Dr. Justina Ford, ca. 1910s
Public Domain Image

The child who would become Denver, Colorado’s first and only woman doctor in the early decades of the twentieth century was born in Knoxville, Illinois on January 22, 1871. Her mother, Melisia Warren, had acted as a practical nurse to other slaves and sustained the family with her practice in their Illinois neighborhood.  Justina accompanied her mother on her neighborhood rounds and from an early age aspired to become a doctor. Her mother supported this dream and other family members helped her financially when she enrolled in Chicago’s Hering Medical College, a school for homeopathic medicine.  Justina married the Rev. Dr. John Elijah Ford in 1892 while still in school.  On graduating in 1899, Justina set up practice in Chicago, but her husband was called to Denver’s Zion Baptist Church in 1900 and Justina followed him in 1902.

Census records for 1910, 1920, and 1930, show that she was Denver’s only female doctor.  As both a woman and an African American she was initially denied a medical license.  After receiving her license, area hospitals denied her and her patients access.  She was also denied membership in the Denver Medical Society, the Colorado Medical Society, and the American Medical Association. Because she did not have hospital privileges, Dr. Ford specialized in general medicine and treated people either in her office or in their homes.  The majority of patients came to her for checkups, minor illness, and obstetrical care.  Late in life she estimated that she had delivered some 7,000 babies during her fifty-year career.
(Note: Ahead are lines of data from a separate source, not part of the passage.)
pub(crate) mod config;
pub(crate) mod downloader;
pub(crate) mod filename;
pub(crate) mod io;
pub(crate) mod limits;
pub(crate) mod sender;
pub(crate) mod source;
pub(crate) mod stats;
pub(crate) mod tui;
pub(crate) mod validation;
pub(crate) mod worker;
//! Circular doubly linked lists (`struct list_head`).
//!
//! The head is a sentinel: the walk starts at `head.next` and ends when a
//! link leads back to the head. Every node reached must point back at the
//! node it was reached from.

use std::collections::HashSet;

use tracing::{trace, warn};

use super::{pointer_member, EntryMapping, WalkState};
use crate::config::TraversalConfig;
use crate::error::{KscopeError, KscopeResult, ListCorruption};
use crate::layout::Type;
use crate::types::Address;
use crate::value::{Target, TypedValue};

const NEXT: &str = "next";
const PREV: &str = "prev";

/// How broken back-links are handled
#[derive(Debug, Clone, Copy, PartialEq, Eq, Default)]
pub enum LinkCheck
{
    /// Fail at the first broken back-link
    #[default]
    Strict,
    /// Log each broken back-link, keep walking, and report the first one
    /// after the walk returns to the head
    Deferred,
}

/// Configures walks over one list
#[derive(Debug, Clone)]
pub struct ListWalker<'s>
{
    target: Target<'s>,
    head: Address,
    node_type: Type,
    next_offset: u64,
    prev_offset: u64,
    include_head: bool,
    reverse: bool,
    link_check: LinkCheck,
    max_nodes: usize,
    entries: Option<EntryMapping>,
}

impl<'s> ListWalker<'s>
{
    /// Walker over the list headed by `head`: a `struct list_head` in memory
    /// or a pointer to one.
    ///
    /// ## Errors
    ///
    /// [`KscopeError::InvalidKind`] when `head` has no `next`/`prev` links,
    /// [`KscopeError::NullPointer`] for a null head pointer.
    pub fn new(head: &TypedValue<'s>) -> KscopeResult<Self>
    {
        let head = if head.ty().is_pointer() {
            head.dereference()?
        } else {
            head.clone()
        };
        let Some(address) = head.address() else {
            return Err(KscopeError::InvalidKind {
                operation: "walk a list headed by",
                found: head.ty().name(),
            });
        };
        if address.is_null() {
            return Err(KscopeError::corrupt_list(address, ListCorruption::NullHead));
        }
        let node_type = head.ty().clone();
        let next_offset = pointer_member(&node_type, NEXT, "walk a list headed by")?;
        let prev_offset = pointer_member(&node_type, PREV, "walk a list headed by")?;

        Ok(Self {
            target: head.target(),
            head: address,
            node_type,
            next_offset,
            prev_offset,
            include_head: false,
            reverse: false,
            link_check: LinkCheck::Strict,
            max_nodes: TraversalConfig::default().max_list_nodes,
            entries: None,
        })
    }

    /// Yield the head itself first.
    #[must_use]
    pub fn include_head(mut self, include: bool) -> Self
    {
        self.include_head = include;
        self
    }

    /// Follow `prev` links (verifying `next`) instead.
    #[must_use]
    pub fn reverse(mut self, reverse: bool) -> Self
    {
        self.reverse = reverse;
        self
    }

    #[must_use]
    pub fn link_check(mut self, check: LinkCheck) -> Self
    {
        self.link_check = check;
        self
    }

    /// Most nodes a walk may yield before failing with `UnterminatedList`.
    #[must_use]
    pub fn max_nodes(mut self, max: usize) -> Self
    {
        self.max_nodes = max;
        self
    }

    /// Take the node bound from a session's configuration.
    #[must_use]
    pub fn with_config(self, config: &TraversalConfig) -> Self
    {
        self.max_nodes(config.max_list_nodes)
    }

    /// Yield the `container` objects whose `member_path` member is linked
    /// into the list, instead of the link nodes.
    ///
    /// ## Errors
    ///
    /// [`KscopeError::NoSuchField`] when `container` has no such member.
    pub fn entries(mut self, container: &Type, member_path: &str) -> KscopeResult<Self>
    {
        self.entries = Some(EntryMapping::new(container, member_path)?);
        Ok(self)
    }

    /// Address of the head node.
    #[must_use]
    pub fn head(&self) -> Address
    {
        self.head
    }

    /// Start a fresh walk from the head.
    #[must_use]
    pub fn walk(&self) -> ListWalk<'s>
    {
        let (link_offset, back_offset) = if self.reverse {
            (self.prev_offset, self.next_offset)
        } else {
            (self.next_offset, self.prev_offset)
        };
        ListWalk {
            walker: self.clone(),
            link_offset,
            back_offset,
            state: WalkState::NotStarted,
            current: self.head,
            visited: HashSet::new(),
            count: 0,
            first_break: None,
        }
    }

    /// Whether the head links to itself.
    ///
    /// ## Errors
    ///
    /// [`KscopeError::UnreadableMemory`] when the head cannot be read.
    pub fn is_empty(&self) -> KscopeResult<bool>
    {
        Ok(self.target.read_pointer(self.head + self.next_offset)? == self.head)
    }
}

/// A walk in progress; see [`ListWalker::walk`]
#[derive(Debug)]
pub struct ListWalk<'s>
{
    walker: ListWalker<'s>,
    link_offset: u64,
    back_offset: u64,
    state: WalkState,
    current: Address,
    visited: HashSet<Address>,
    count: usize,
    first_break: Option<KscopeError>,
}

impl<'s> ListWalk<'s>
{
    #[must_use]
    pub fn state(&self) -> WalkState
    {
        self.state
    }

    /// Nodes yielded so far, not counting the head.
    #[must_use]
    pub fn visited(&self) -> usize
    {
        self.count
    }

    fn read_link(&self, node: Address, offset: u64, target: Address) -> KscopeResult<Address>
    {
        self.walker
            .target
            .read_pointer(node + offset)
            .map_err(|err| KscopeError::CorruptList {
                address: node,
                reason: ListCorruption::UnreadableLink { target },
                source: Some(Box::new(err)),
            })
    }

    fn broken_link(&mut self, at: Address, expected: Address, found: Address) -> KscopeResult<()>
    {
        let err = KscopeError::corrupt_list(at, ListCorruption::BrokenBackLink { expected, found });
        match self.walker.link_check {
            LinkCheck::Strict => Err(err),
            LinkCheck::Deferred => {
                warn!(head = %self.walker.head, node = %at, %expected, %found, "broken list back-link");
                self.first_break.get_or_insert(err);
                Ok(())
            }
        }
    }

    /// Advance one node; `None` once the walk is back at the head.
    fn step(&mut self) -> KscopeResult<Option<Address>>
    {
        let head = self.walker.head;
        let current = self.current;
        let link = self.read_link(current, self.link_offset, current)?;

        if link.is_null() {
            return Err(KscopeError::corrupt_list(current, ListCorruption::NullLink));
        }

        if link == head {
            let back = self.read_link(head, self.back_offset, head)?;
            if back != current {
                self.broken_link(head, current, back)?;
            }
            return Ok(None);
        }

        if !self.visited.insert(link) {
            return Err(KscopeError::UnterminatedList {
                head,
                cycle_at: Some(link),
                visited: self.count,
                detail: format!("node {link} revisited without returning to the head"),
            });
        }

        if self.count >= self.walker.max_nodes {
            return Err(KscopeError::UnterminatedList {
                head,
                cycle_at: None,
                visited: self.count,
                detail: format!("more than {} nodes", self.walker.max_nodes),
            });
        }

        let back = self
            .walker
            .target
            .read_pointer(link + self.back_offset)
            .map_err(|err| KscopeError::CorruptList {
                address: current,
                reason: ListCorruption::UnreadableLink { target: link },
                source: Some(Box::new(err)),
            })?;
        if back != current {
            self.broken_link(link, current, back)?;
        }

        self.count += 1;
        self.current = link;
        trace!(head = %head, node = %link, index = self.count, "list step");
        Ok(Some(link))
    }

    fn emit(&self, node: Address) -> KscopeResult<TypedValue<'s>>
    {
        match &self.walker.entries {
            Some(mapping) => mapping.apply(self.walker.target, node),
            None => Ok(TypedValue::at(self.walker.target, node, self.walker.node_type.clone())),
        }
    }

    fn fail(&mut self, err: KscopeError) -> Option<KscopeResult<TypedValue<'s>>>
    {
        self.state = WalkState::Failed;
        Some(Err(err))
    }
}

impl<'s> Iterator for ListWalk<'s>
{
    type Item = KscopeResult<TypedValue<'s>>;

    fn next(&mut self) -> Option<Self::Item>
    {
        match self.state {
            WalkState::Exhausted | WalkState::Failed => return None,
            WalkState::NotStarted => {
                self.state = WalkState::Advancing;
                if self.walker.include_head {
                    return match self.emit(self.walker.head) {
                        Ok(value) => Some(Ok(value)),
                        Err(err) => self.fail(err),
                    };
                }
            }
            WalkState::Advancing => {}
        }

        match self.step() {
            Ok(Some(node)) => match self.emit(node) {
                Ok(value) => Some(Ok(value)),
                Err(err) => self.fail(err),
            },
            Ok(None) => match self.first_break.take() {
                Some(err) => self.fail(err),
                None => {
                    self.state = WalkState::Exhausted;
                    None
                }
            },
            Err(err) => self.fail(err),
        }
    }
}

/// Walk the list whose head sits at `link_field_path` inside `head` (or is
/// `head` itself when the path is empty), yielding the link nodes.
///
/// ## Errors
///
/// As [`ListWalker::new`], plus [`KscopeError::NoSuchField`] for a bad path.
pub fn walk_list<'s>(head: &TypedValue<'s>, link_field_path: &str, include_head: bool) -> KscopeResult<ListWalk<'s>>
{
    let sentinel = if link_field_path.is_empty() {
        head.clone()
    } else {
        head.field_path(link_field_path)?
    };
    Ok(ListWalker::new(&sentinel)?.include_head(include_head).walk())
}

/// Whether the list headed by `head` has no nodes.
///
/// ## Errors
///
/// As [`ListWalker::new`] and [`ListWalker::is_empty`].
pub fn list_empty(head: &TypedValue<'_>) -> KscopeResult<bool>
{
    ListWalker::new(head)?.is_empty()
}

/// Number of nodes in the list headed by `head`, verifying every link.
///
/// ## Errors
///
/// Any error the walk reports.
pub fn list_len(head: &TypedValue<'_>) -> KscopeResult<usize>
{
    let mut walk = ListWalker::new(head)?.walk();
    for node in walk.by_ref() {
        node?;
    }
    Ok(walk.visited())
}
When Dr. Ford died in 1952, she was widely known to patients of every race and religion.  She learned several different languages, enabling her to communicate with patients in their native tongue, and her generosity was legendary.  Dr. Ford never pressed families for payment and often bought food or coal for those who could not afford it.  Although she has been gone for over fifty years, the community has ensured that her memory remains alive. The Colorado Women’s Hall of Fame inducted her in 1985, the Colorado Medical Society designated her a medical pioneer in 1989, and in 1984 her Arapaho Street house and home office, scheduled for demolition by the city, was moved to its current location on California Street where it serves as the home of the Black American West Museum & Heritage Center.  A bronze sculpture stands across the street in memory to her dedicated community service.